Insomma l’adozione del metodo dei ritmi più lenti di quello di gara richiede anche una certa umiltà perché implica che l’atleta non parta con idee decisamente pretestuose. Con un po’ di filosofia si può affermare che se l’atleta passa a metà gara in buone condizioni al ritmo del suo record potrà poi ottenere quel record aumentando nella seconda metà di gara. Nella filosofia di chi spara un po’ forte se si vuole davvero migliorare il proprio record in modo netto bisogna già partire nella prima parte di gara con ritmi più sostenuti. Da questo punto di vista allora forse i ritmi più lenti di gara ben si addicono agli atleti resistenti che fanno della loro resistenza e della capacità di finire forte la seconda metà di gara (evitando partenze a razzo) la loro dote migliore.

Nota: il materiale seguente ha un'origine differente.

//! An emulator replaying a fixed script.
use crate::{
    atari_env::{check_screen_len, Emulator},
    AtariAction,
};
use anyhow::Result;
use std::collections::HashSet;

/// A deterministic [`Emulator`] for tests.
///
/// Frames are numbered from 1 in the order of [`Emulator::step`] calls,
/// across resets. Rewards, life losses and game overs are keyed by frame
/// number; the screen is uniform with a value computed from the frame number.
pub struct ScriptedEmulator {
    width: usize,
    height: usize,
    actions: Vec<AtariAction>,
    initial_lives: u32,
    rewards: Vec<i32>,
    life_lost_at: HashSet<usize>,
    game_over_at: HashSet<usize>,
    screen_value: Box<dyn Fn(usize) -> u8>,

    frame: usize,
    lives: u32,
    game_over: bool,
    n_resets: usize,
    taken: Vec<AtariAction>,
}

impl ScriptedEmulator {
    /// A screen of `width` x `height` pixels showing the frame number.
    pub fn new(width: usize, height: usize) -> Self {
        Self {
            width,
            height,
            actions: vec![AtariAction::Noop, AtariAction::Fire, AtariAction::Right, AtariAction::Left],
            initial_lives: 3,
            rewards: vec![],
            life_lost_at: HashSet::new(),
            game_over_at: HashSet::new(),
            screen_value: Box::new(|frame| (frame % 256) as u8),
            frame: 0,
            lives: 3,
            game_over: false,
            n_resets: 0,
            taken: vec![],
        }
    }

    /// Sets the minimal action set.
    pub fn actions(mut self, actions: Vec<AtariAction>) -> Self {
        self.actions = actions;
        self
    }

    /// Sets the number of lives at start and after each reset.
    pub fn lives(mut self, lives: u32) -> Self {
        self.initial_lives = lives;
        self.lives = lives;
        self
    }

    /// Rewards of frames 1, 2, ...; later frames give 0.
    pub fn rewards(mut self, rewards: Vec<i32>) -> Self {
        self.rewards = rewards;
        self
    }

    /// A life is lost at `frame`.
    pub fn life_lost_at(mut self, frame: usize) -> Self {
        self.life_lost_at.insert(frame);
        self
    }

    /// The game is over from `frame` until the next reset.
    pub fn game_over_at(mut self, frame: usize) -> Self {
        self.game_over_at.insert(frame);
        self
    }

    /// Pixel value of the screen after a given frame (0 before the first step).
    pub fn screen_value(mut self, f: impl Fn(usize) -> u8 + 'static) -> Self {
        self.screen_value = Box::new(f);
        self
    }

    /// The number of frames stepped so far.
    pub fn frame(&self) -> usize {
        self.frame
    }

    /// The number of [`Emulator::reset`] calls.
    pub fn n_resets(&self) -> usize {
        self.n_resets
    }

    /// Actions received, one per frame.
    pub fn taken(&self) -> &[AtariAction] {
        &self.taken
    }
}

impl Emulator for ScriptedEmulator {
    fn width(&self) -> usize {
        self.width
    }

    fn height(&self) -> usize {
        self.height
    }

    fn minimal_actions(&self) -> Result<Vec<AtariAction>> {
        Ok(self.actions.clone())
    }

    fn lives(&self) -> u32 {
        self.lives
    }

    fn is_game_over(&self) -> bool {
        self.game_over
    }

    fn reset(&mut self) {
        self.lives = self.initial_lives;
        self.game_over = false;
        self.n_resets += 1;
    }

    fn step(&mut self, action: AtariAction) -> i32 {
        self.frame += 1;
        self.taken.push(action);
        if self.life_lost_at.contains(&self.frame) {
            self.lives = self.lives.saturating_sub(1);
        }
        if self.game_over_at.contains(&self.frame) {
            self.game_over = true;
        }
        self.rewards.get(self.frame - 1).copied().unwrap_or(0)
    }

    fn grayscale(&self, buf: &mut [u8]) -> Result<()> {
        check_screen_len(self, buf, 1)?;
        buf.fill((self.screen_value)(self.frame));
        Ok(())
    }

    fn rgb(&self, buf: &mut [u8]) -> Result<()> {
        check_screen_len(self, buf, 3)?;
        buf.fill((self.screen_value)(self.frame));
        Ok(())
    }
}
//! Geometry of stacked observations.
use serde::{Deserialize, Serialize};

/// Default side length of a downscaled frame.
pub const FRAME_WIDTH: usize = 84;

/// Default number of frames in an observation stack.
pub const STACK_DEPTH: usize = 4;

/// Geometry of a stacked observation: `stack` square frames of `width` x `width` pixels.
///
/// A state, as stored in the replay buffer, is one such stack laid out
/// contiguously, oldest frame first.
#[derive(Debug, Deserialize, Serialize, PartialEq, Eq, Clone, Copy)]
pub struct ObsConfig {
    /// Side length of a downscaled frame.
    pub width: usize,

    /// Number of frames in the stack.
    pub stack: usize,
}

impl Default for ObsConfig {
    fn default() -> Self {
        Self {
            width: FRAME_WIDTH,
            stack: STACK_DEPTH,
        }
    }
}

impl ObsConfig {
    /// Sets the side length of a frame.
    pub fn width(mut self, width: usize) -> Self {
        self.width = width;
        self
    }

    /// Sets the depth of the stack.
    pub fn stack(mut self, stack: usize) -> Self {
        self.stack = stack;
        self
    }

    /// Number of pixels in a single frame.
    pub fn frame_size(&self) -> usize {
        self.width * self.width
    }

    /// Number of pixels in a whole stack.
    pub fn state_size(&self) -> usize {
        self.stack * self.frame_size()
    }

    /// Shape of a stack as `[stack, width, width]`.
    pub fn shape(&self) -> [usize; 3] {
        [self.stack, self.width, self.width]
    }
}
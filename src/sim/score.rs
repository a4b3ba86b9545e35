/// Score keeper: per-skill leaderboards with the current run in-board.
///
/// A leaderboard holds exactly eleven entries — the top ten plus the
/// slot for the run in progress, which starts at the bottom and bubbles
/// upward with a single insertion-sort pass every time the score grows
/// past a neighbor. Boards are keyed by skill name and serialized to a
/// flat delimited text record; a version line guards the file format and
/// unknown versions abort the load outright rather than half-applying.

use std::path::PathBuf;
use std::time::{SystemTime, UNIX_EPOCH};

use rand::Rng;
use rand_pcg::Pcg32;

pub const LEADERBOARD_SIZE: usize = 11; // top-10 plus current run

const FORMAT_VERSION: u32 = 4;
const SCORE_FILE: &str = "leaderboard";

/// Board separator between the name preamble and its entries.
const BOARD_SEP: char = '\u{1}';
/// Field separator inside an entry.
const FIELD_SEP: char = '\u{2}';

const DEFAULT_NAMES: [&str; 6] = ["NOVA", "PIP", "SHADOW", "ACE", "MAZE", "JINX"];

#[derive(Clone, Debug, PartialEq, Eq)]
pub struct ScoreEntry {
    pub name: String,
    pub score: i32,
    /// Unix seconds when the score was last touched.
    pub time: i64,
    /// Pickups eaten this run.
    pub points: u32,
    pub ms_played: u32,
}

impl ScoreEntry {
    fn anonymous() -> Self {
        ScoreEntry {
            name: "Anonymous".into(),
            score: 0,
            time: 0,
            points: 0,
            ms_played: 0,
        }
    }
}

struct ScoreBoard {
    name: String,
    data: String,
}

pub struct ScoreKeeper {
    boards: Vec<ScoreBoard>,
    leader_board: Vec<ScoreEntry>,
    board_name: String,
    current_index: usize,
}

fn unix_now() -> i64 {
    SystemTime::now()
        .duration_since(UNIX_EPOCH)
        .map(|d| d.as_secs() as i64)
        .unwrap_or(0)
}

impl ScoreKeeper {
    pub fn new(rng: &mut Pcg32) -> Self {
        ScoreKeeper {
            boards: vec![],
            leader_board: default_board(rng),
            board_name: String::new(),
            current_index: LEADERBOARD_SIZE - 1,
        }
    }

    // ── Current run ──

    /// Start a new run: the bottom slot becomes ours, zeroed.
    pub fn reset_current(&mut self) {
        self.current_index = LEADERBOARD_SIZE - 1;
        self.leader_board[self.current_index] = ScoreEntry::anonymous();
    }

    /// Add to the current run. An increment of exactly 1 is a pickup and
    /// bumps the pickup counter; `ms_played` restamps the run length.
    pub fn add_to_current(&mut self, score: i32, ms_played: u32) {
        let e = &mut self.leader_board[self.current_index];
        e.score += score;
        if score == 1 {
            e.points += 1;
        }
        e.ms_played = ms_played;
        e.time = unix_now();
        self.sort_current_up();
    }

    pub fn current_score(&self) -> i32 {
        self.leader_board[self.current_index].score
    }

    pub fn high_score(&self) -> i32 {
        self.leader_board[0].score
    }

    pub fn current_index(&self) -> usize {
        self.current_index
    }

    pub fn current_is_top_ten(&self) -> bool {
        self.current_index < LEADERBOARD_SIZE - 1
    }

    pub fn set_name_for_current(&mut self, name: &str) {
        self.leader_board[self.current_index].name = name.to_string();
    }

    pub fn entries(&self) -> &[ScoreEntry] {
        &self.leader_board
    }

    /// Bubble the current slot upward while it outscores its neighbor.
    /// One pass, O(k) swaps; a score only ever grows, so this keeps the
    /// board ordered.
    fn sort_current_up(&mut self) {
        if self.current_index == 0 {
            return;
        }
        let tmp = self.leader_board[self.current_index].clone();
        while self.current_index > 0 && tmp.score > self.leader_board[self.current_index - 1].score {
            self.leader_board[self.current_index] = self.leader_board[self.current_index - 1].clone();
            self.current_index -= 1;
        }
        self.leader_board[self.current_index] = tmp;
    }

    // ── Board selection ──

    /// Switch the active leaderboard (one per skill). Unknown names get
    /// a fresh default board registered on the spot.
    pub fn set_board(&mut self, name: &str, rng: &mut Pcg32) {
        self.sync_active_board();
        if let Some(b) = self.boards.iter().find(|b| b.name == name) {
            if let Some((_, entries)) = parse_board(&b.data) {
                self.leader_board = entries;
                pad_board(&mut self.leader_board);
            }
        } else {
            self.leader_board = default_board(rng);
            let data = board_to_string(&mut self.leader_board, name);
            self.boards.push(ScoreBoard {
                name: name.to_string(),
                data,
            });
        }
        self.board_name = name.to_string();
        self.current_index = LEADERBOARD_SIZE - 1;
    }

    pub fn board_name(&self) -> &str {
        &self.board_name
    }

    /// Write the active leaderboard back into its board record.
    fn sync_active_board(&mut self) {
        if self.board_name.is_empty() {
            return;
        }
        let data = board_to_string(&mut self.leader_board, &self.board_name);
        if let Some(b) = self.boards.iter_mut().find(|b| b.name == self.board_name) {
            b.data = data;
        } else {
            self.boards.push(ScoreBoard {
                name: self.board_name.clone(),
                data,
            });
        }
    }

    /// Install serialized board data (from disk or tests).
    pub fn add_board_data(&mut self, data: &str) {
        if let Some((name, _)) = parse_board(data) {
            if let Some(b) = self.boards.iter_mut().find(|b| b.name == name) {
                b.data = data.to_string();
            } else {
                self.boards.push(ScoreBoard {
                    name,
                    data: data.to_string(),
                });
            }
        }
    }

    // ── Persistence ──

    pub fn load(&mut self) {
        let path = score_path();
        let content = match std::fs::read_to_string(&path) {
            Ok(c) => c,
            Err(_) => {
                log::info!("no leaderboard file at {}", path.display());
                return;
            }
        };
        log::info!("loading leaderboard from {}", path.display());

        for line in content.lines() {
            if line.starts_with('#') || line.is_empty() {
                continue;
            }
            if let Some(rest) = line.strip_prefix("Version") {
                let version: u32 = rest.trim().parse().unwrap_or(0);
                if version != FORMAT_VERSION {
                    log::error!("wrong version {} in score file", version);
                    return;
                }
                continue;
            }
            self.add_board_data(line);
        }

        // Re-read the active board now that data is in.
        if !self.board_name.is_empty() {
            if let Some(b) = self.boards.iter().find(|b| b.name == self.board_name) {
                if let Some((_, entries)) = parse_board(&b.data) {
                    self.leader_board = entries;
                    pad_board(&mut self.leader_board);
                }
            }
        }
    }

    pub fn save(&mut self) -> Result<(), String> {
        self.sync_active_board();
        let path = score_path();
        log::info!("saving leaderboard to {}", path.display());

        let mut out = String::new();
        out.push_str("#------LeaderBoard-----#\n");
        out.push_str(&format!("Version {}\n", FORMAT_VERSION));
        for b in &self.boards {
            out.push_str(&b.data);
            out.push('\n');
        }
        std::fs::write(&path, out).map_err(|e| format!("leaderboard save failed: {e}"))
    }
}

// ── Board (de)serialization ──

fn default_board(rng: &mut Pcg32) -> Vec<ScoreEntry> {
    let start: usize = rng.random_range(0..DEFAULT_NAMES.len());
    let now = unix_now();
    let mut lb: Vec<ScoreEntry> = (0..LEADERBOARD_SIZE)
        .map(|i| ScoreEntry {
            name: DEFAULT_NAMES[(i + start) % DEFAULT_NAMES.len()].into(),
            score: 10 * i as i32,
            time: now,
            points: 0,
            ms_played: 0,
        })
        .collect();
    lb.sort_by(|a, b| b.score.cmp(&a.score));
    lb
}

/// Keep a deserialized board at the fixed size.
fn pad_board(lb: &mut Vec<ScoreEntry>) {
    lb.truncate(LEADERBOARD_SIZE);
    while lb.len() < LEADERBOARD_SIZE {
        lb.push(ScoreEntry::anonymous());
    }
}

fn board_to_string(lb: &mut [ScoreEntry], board_name: &str) -> String {
    let mut out = String::new();
    out.push_str(board_name);
    out.push(BOARD_SEP);
    for e in lb.iter_mut() {
        if e.name.is_empty() {
            e.name = "Anonymous".into();
        }
        out.push_str(&format!(
            "{}{sep}{}{sep}{}{sep}{}{sep}{}{sep}",
            e.name,
            e.score,
            e.time,
            e.points,
            e.ms_played,
            sep = FIELD_SEP
        ));
    }
    out
}

fn parse_board(data: &str) -> Option<(String, Vec<ScoreEntry>)> {
    let mut toks = data.split([BOARD_SEP, FIELD_SEP]).filter(|t| !t.is_empty());
    let name = toks.next()?.to_string();

    let mut entries = vec![];
    while let Some(entry_name) = toks.next() {
        let score: i32 = toks.next()?.trim().parse().ok()?;
        let time: i64 = toks.next()?.trim().parse().ok()?;
        // Trailing fields are tolerated missing in older records.
        let points: u32 = toks.next().and_then(|t| t.trim().parse().ok()).unwrap_or(0);
        let ms_played: u32 = toks.next().and_then(|t| t.trim().parse().ok()).unwrap_or(0);
        entries.push(ScoreEntry {
            name: entry_name.to_string(),
            score,
            time,
            points,
            ms_played,
        });
    }

    // Should already be sorted, but better be safe.
    entries.sort_by(|a, b| b.score.cmp(&a.score));
    Some((name, entries))
}

/// Directory for the score file: exe dir when writable, else XDG data
/// home, else the working directory.
fn score_path() -> PathBuf {
    if let Ok(exe) = std::env::current_exe() {
        let resolved = exe.canonicalize().unwrap_or(exe);
        if let Some(parent) = resolved.parent() {
            let probe = parent.join(".write_test_mazechase");
            if std::fs::write(&probe, "").is_ok() {
                let _ = std::fs::remove_file(&probe);
                return parent.join(SCORE_FILE);
            }
        }
    }
    if let Ok(home) = std::env::var("HOME") {
        let xdg = PathBuf::from(&home).join(".local/share/mazechase");
        if std::fs::create_dir_all(&xdg).is_ok() {
            return xdg.join(SCORE_FILE);
        }
    }
    PathBuf::from(SCORE_FILE)
}

#[cfg(test)]
mod tests {
    use super::*;
    use rand::SeedableRng;

    fn rng() -> Pcg32 {
        Pcg32::seed_from_u64(42)
    }

    /// A board of eleven zero-score entries, installed and active.
    fn zeroed_keeper() -> ScoreKeeper {
        let mut r = rng();
        let mut sk = ScoreKeeper::new(&mut r);
        let mut zeros: Vec<ScoreEntry> = (0..LEADERBOARD_SIZE)
            .map(|_| ScoreEntry {
                name: "Z".into(),
                score: 0,
                time: 0,
                points: 0,
                ms_played: 0,
            })
            .collect();
        let data = board_to_string(&mut zeros, "Test");
        sk.add_board_data(&data);
        sk.set_board("Test", &mut r);
        sk
    }

    #[test]
    fn runs_insert_in_order() {
        let mut sk = zeroed_keeper();
        for score in [5, 3, 9, 1] {
            sk.reset_current();
            sk.add_to_current(score, 0);
        }
        let top: Vec<i32> = sk.entries().iter().take(4).map(|e| e.score).collect();
        assert_eq!(top, vec![9, 5, 3, 1]);
        // The last run (score 1) is the current slot, relocated to rank 4.
        assert_eq!(sk.current_index(), 3);
    }

    #[test]
    fn current_slot_bubbles_up() {
        let mut sk = zeroed_keeper();
        sk.reset_current();
        assert_eq!(sk.current_index(), LEADERBOARD_SIZE - 1);

        sk.add_to_current(1, 100);
        assert_eq!(sk.current_index(), 0, "only scorer on a zeroed board");
        assert_eq!(sk.current_score(), 1);

        // Scoring while on top is a no-op for position.
        sk.add_to_current(10, 200);
        assert_eq!(sk.current_index(), 0);
        assert_eq!(sk.high_score(), 11);
    }

    #[test]
    fn pickup_counter_tracks_unit_scores() {
        let mut sk = zeroed_keeper();
        sk.reset_current();
        sk.add_to_current(1, 0);
        sk.add_to_current(1, 0);
        sk.add_to_current(100, 0);
        let e = &sk.entries()[sk.current_index()];
        assert_eq!(e.points, 2);
        assert_eq!(e.score, 102);
    }

    #[test]
    fn top_ten_detection() {
        let mut r = rng();
        let mut sk = ScoreKeeper::new(&mut r);
        sk.set_board("Normal", &mut r);
        sk.reset_current();
        // The default board's lowest ranked entry holds 10 points; beat
        // it to get off the last slot.
        assert!(!sk.current_is_top_ten());
        sk.add_to_current(15, 0);
        assert!(sk.current_is_top_ten());
    }

    #[test]
    fn board_string_round_trip() {
        let mut r = rng();
        let mut entries = default_board(&mut r);
        entries[3].name = "".into(); // exercises the Anonymous substitution
        let data = board_to_string(&mut entries, "Expert");
        let (name, parsed) = parse_board(&data).unwrap();
        assert_eq!(name, "Expert");
        assert_eq!(parsed, entries);
        // And a second trip is exact.
        let data2 = board_to_string(&mut parsed.clone(), "Expert");
        assert_eq!(data, data2);
    }

    #[test]
    fn switching_boards_keeps_scores_separate() {
        let mut r = rng();
        let mut sk = ScoreKeeper::new(&mut r);
        sk.set_board("Beginner", &mut r);
        sk.reset_current();
        sk.add_to_current(5000, 0);
        assert_eq!(sk.high_score(), 5000);

        sk.set_board("Expert", &mut r);
        assert!(sk.high_score() < 5000);

        sk.set_board("Beginner", &mut r);
        assert_eq!(sk.high_score(), 5000);
    }

    #[test]
    fn version_guard_rejects_unknown() {
        let mut r = rng();
        let mut sk = ScoreKeeper::new(&mut r);
        sk.set_board("Normal", &mut r);
        let before = sk.entries().to_vec();

        // Simulate the load loop on hostile content: the version check
        // short-circuits before any board line applies.
        let mut hit_version_guard = false;
        for line in ["#comment", "Version 3", "Evil\u{1}X\u{2}9999\u{2}0\u{2}0\u{2}0\u{2}"] {
            if line.starts_with('#') {
                continue;
            }
            if let Some(rest) = line.strip_prefix("Version") {
                if rest.trim().parse::<u32>().unwrap_or(0) != FORMAT_VERSION {
                    hit_version_guard = true;
                    break;
                }
                continue;
            }
            sk.add_board_data(line);
        }
        assert!(hit_version_guard);
        assert_eq!(sk.entries(), &before[..]);
    }

    #[test]
    fn parse_tolerates_missing_trailing_fields() {
        let data = format!("Old{b}A{f}50{f}1234{f}", b = BOARD_SEP, f = FIELD_SEP);
        let (_, entries) = parse_board(&data).unwrap();
        assert_eq!(entries.len(), 1);
        assert_eq!(entries[0].score, 50);
        assert_eq!(entries[0].points, 0);
        assert_eq!(entries[0].ms_played, 0);
    }
}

Chi corre di potenza è più portato ad estrinsecare subito la potenza mentre chi corre in scioltezza è portato a risparmiare subito per crescere in dolce, senza strappi ed in modo fluido ed economico con una corsa redditizia me senza esubero di forza. Ognuno ha anche le sue caratteristiche fisiche ed in base a quelle ha un diverso modo di affrontare la competizione e quindi anche gli allenamenti. Siamo spesso portati a pensare che chi si allena in un certo modo sia poi portato ad avere un certo comportamento in gara ma forse è vero anche il discorso opposto: chi gareggia in un certo modo è portato ad allenarsi in un certo modo perché con quelle caratteristiche può trarre beneficio solo da un certo tipo di allenamenti. e così, per assurdo, chi parte solitamente piano si allenerà a finire sempre più forte le gare mentre chi parte forte si allena a partire sempre più forte. In tale ottica l’allenamento serve per esaltare le caratteristiche di ognuno più che a compensare eventuali lacune. Ovviamente l’altra strada è ugualmente percorribile anche se forse non asseconda la predisposizione dell’atleta.